4. On our analysis, there was not enough evidence to submit to the jury on the theory of joint venture. As the jury may have taken this erroneous route to their guilty verdict, the judgment must be reversed, with new trial available. As illustrative: "In the instant case, the jury verdict did not specify whether the conviction of manslaughter was premised on a theory of individual liability or on joint venture. Because a verdict of guilty of manslaughter was legally unsupportable on a theory of individual liability and we cannot tell whether the jury adopted this theory, we reverse the conviction and set aside the verdict." Commonwealth v. Flynn, 420 Mass. 810 , 818 (1995). See Commonwealth v. Fickett, 403 Mass. 194 , 197 (1988); Commonwealth v. Eldridge, 28 Mass. App. Ct. 936 , 938 (1990); Commonwealth v. Kickery, 31 Mass. App. Ct. 720 , 724 (1991). The point was preserved by the defendant's motion for a required finding of not guilty. See Commonwealth v. Fickett, 403 Mass. at 197.
Verdict set aside.
[Note 1] The defendant was indicted for trafficking in more than 200 grams of cocaine, G.L.c. 94C, s. 32E(b)(4). He was also indicted for possession of cocaine with intent to distribute but that charge was finally dismissed as duplicative. See also note 10.
[Note 2] Cruz was indicted as a codefendant but was tried separately.
[Note 3] Babbin on November 1, 1993, mailed a certified letter to this name and address. There was no response.
[Note 4] Babbin said Mendez would be complained of. She was pregnant.
[Note 5] There was expert testimony at trial that this quantity betokened "trafficking" rather than possession for personal use.
[Note 6] Compare: "That a car is a junk heap is not of itself a sufficient reason for a stop." Commonwealth v. Kimball, 37 Mass. App. Ct. 604 , 604 (1994).

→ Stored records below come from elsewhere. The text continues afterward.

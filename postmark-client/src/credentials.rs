//! Postmark credential scopes

use serde::{Deserialize, Serialize};

/// Header carrying the server-level token.
pub const SERVER_TOKEN_HEADER: &str = "X-Postmark-Server-Token";
/// Header carrying the account-level token.
pub const ACCOUNT_TOKEN_HEADER: &str = "X-Postmark-Account-Token";

/// Environment variable read by [`Credentials::from_env`] for the server token.
pub const SERVER_TOKEN_ENV: &str = "POSTMARK_SERVER_TOKEN";
/// Environment variable read by [`Credentials::from_env`] for the account token.
pub const ACCOUNT_TOKEN_ENV: &str = "POSTMARK_ACCOUNT_TOKEN";

/// Which token an operation must be authenticated with.
#[derive(Debug, Clone, Copy, PartialEq, Eq, Hash, Serialize, Deserialize)]
#[serde(rename_all = "lowercase")]
pub enum TokenType {
    /// Account-wide token (manages servers, domains, sender signatures).
    Account,
    /// Token scoped to a single server.
    Server,
}

impl TokenType {
    /// HTTP header the token is sent in.
    pub fn header_name(self) -> &'static str {
        match self {
            Self::Account => ACCOUNT_TOKEN_HEADER,
            Self::Server => SERVER_TOKEN_HEADER,
        }
    }
}

impl std::fmt::Display for TokenType {
    fn fmt(&self, f: &mut std::fmt::Formatter<'_>) -> std::fmt::Result {
        match self {
            Self::Account => write!(f, "account"),
            Self::Server => write!(f, "server"),
        }
    }
}

/// The two Postmark tokens. Either may be absent; operations that need a
/// missing one fail before any request is sent.
#[derive(Clone, Default, PartialEq, Eq)]
pub struct Credentials {
    server_token: Option<String>,
    account_token: Option<String>,
}

impl Credentials {
    pub fn new(server_token: Option<String>, account_token: Option<String>) -> Self {
        Self {
            server_token: server_token.filter(|t| !t.is_empty()),
            account_token: account_token.filter(|t| !t.is_empty()),
        }
    }

    /// Only a server token.
    pub fn server(token: impl Into<String>) -> Self {
        Self::new(Some(token.into()), None)
    }

    /// Only an account token.
    pub fn account(token: impl Into<String>) -> Self {
        Self::new(None, Some(token.into()))
    }

    /// Reads `POSTMARK_SERVER_TOKEN` and `POSTMARK_ACCOUNT_TOKEN`. Unset or empty variables are skipped.
    pub fn from_env() -> Self {
        Self::new(
            std::env::var(SERVER_TOKEN_ENV).ok(),
            std::env::var(ACCOUNT_TOKEN_ENV).ok(),
        )
    }

    /// Token for the given scope, if configured.
    pub fn token(&self, token_type: TokenType) -> Option<&str> {
        match token_type {
            TokenType::Account => self.account_token.as_deref(),
            TokenType::Server => self.server_token.as_deref(),
        }
    }
}

// Tokens must never end up in logs.
impl std::fmt::Debug for Credentials {
    fn fmt(&self, f: &mut std::fmt::Formatter<'_>) -> std::fmt::Result {
        f.debug_struct("Credentials")
            .field("server_token", &self.server_token.as_ref().map(|_| "***"))
            .field("account_token", &self.account_token.as_ref().map(|_| "***"))
            .finish()
    }
}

[Note 7] The General Order deals with how impounded vehicles are to be inventoried; it is not intended to describe the situations in which vehicles should or should not be impounded. The point is made in Commonwealth v. Caceres, 413 Mass. 749 , 750-751 (1992). Section 4.1.4 of the General Order, cited by the defendant, does not help him. The facts of this case do not invite discussion of the possibility of a duty of the police under article 14 of our Declaration of Rights to seek to avoid impoundment where feasible. Compare Commonwealth v. Caceres, 413 Mass. at 751; Commonwealth v. Alvarado, 420 Mass. 542 , 552 (1995).

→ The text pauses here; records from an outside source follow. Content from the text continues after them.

use serde::{Deserialize, Serialize};
use thiserror::Error;

use crate::credentials::TokenType;

/// Unified error type for every Postmark client operation.
///
/// All variants are serializable for structured error reporting.
/// Nothing in this crate retries; every failure reaches the caller unchanged.
#[derive(Error, Debug, Clone, PartialEq, Eq, Serialize, Deserialize)]
#[serde(tag = "kind")]
pub enum ClientError {
    /// The transport could not complete the request (DNS, connection refused, TLS, ...).
    #[error("Transport error: {detail}")]
    Transport {
        /// Error details.
        detail: String,
    },

    /// The transport gave up waiting for the provider.
    #[error("Request timeout: {detail}")]
    Timeout {
        /// Error details.
        detail: String,
    },

    /// The provider rejected the token (error code 10).
    #[error("Invalid credentials: {message}")]
    InvalidCredentials {
        /// Message returned by the provider.
        message: String,
    },

    /// The operation needs a token that was not configured. Nothing was sent.
    #[error("Missing {token_type} token")]
    MissingCredential {
        /// Token kind the operation requires.
        token_type: TokenType,
    },

    /// The provider reported a non-zero `ErrorCode`, whatever the HTTP status.
    #[error("API error {code}: {message}")]
    Api {
        /// Provider error code.
        code: i64,
        /// Provider error message.
        message: String,
    },

    /// Non-2xx response that carried no provider error code.
    #[error("HTTP {status}: {message}")]
    HttpStatus {
        /// HTTP status code.
        status: u16,
        /// Message from the body, if any.
        message: String,
    },

    /// The response body did not match the expected shape.
    #[error("Decode error: {detail}")]
    Decode {
        /// Details about the decode failure.
        detail: String,
    },

    /// The request payload could not be serialized.
    #[error("Serialization error: {detail}")]
    Serialization {
        /// Details about the serialization failure.
        detail: String,
    },

    /// The operation descriptor is malformed.
    #[error("Invalid request: {detail}")]
    InvalidRequest {
        /// What is wrong with the descriptor.
        detail: String,
    },
}

impl ClientError {
    /// Whether the failure is caller- or provider-side (bad input, rejected token, 4xx).
    ///
    /// `true` is logged at `warn`, `false` at `error`.
    /// **Keep in sync when adding variants.**
    #[must_use]
    pub fn is_expected(&self) -> bool {
        match self {
            Self::InvalidCredentials { .. }
            | Self::MissingCredential { .. }
            | Self::Api { .. }
            | Self::InvalidRequest { .. } => true,
            Self::HttpStatus { status, .. } => (400..500).contains(status),
            Self::Transport { .. }
            | Self::Timeout { .. }
            | Self::Decode { .. }
            | Self::Serialization { .. } => false,
        }
    }

    /// Provider error code, when the failure came from the API envelope.
    #[must_use]
    pub fn api_code(&self) -> Option<i64> {
        match self {
            Self::Api { code, .. } => Some(*code),
            Self::InvalidCredentials { .. } => Some(crate::client::INVALID_TOKEN_ERROR_CODE),
            _ => None,
        }
    }
}

/// Convenience type alias for `Result<T, ClientError>`.
pub type Result<T> = std::result::Result<T, ClientError>;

[Note 8] The prosecutor in the opening speech estimated the defendant's weight as one-hundred twenty pounds.
[Note 9] The purity percentages were quite different, suggesting no sameness of physical source, and there was no proof of similarity of packaging, brand, or the like. See the discussion in Commonwealth v. James, 30 Mass. App. Ct. at 495-497 & n.8.
[Note 10] The judge in his instructions (and verdict slips) had offered the jury the choice of finding the defendant guilty of trafficking in fourteen or more grams as a lesser included offense, but the jury responded only to two hundred grams.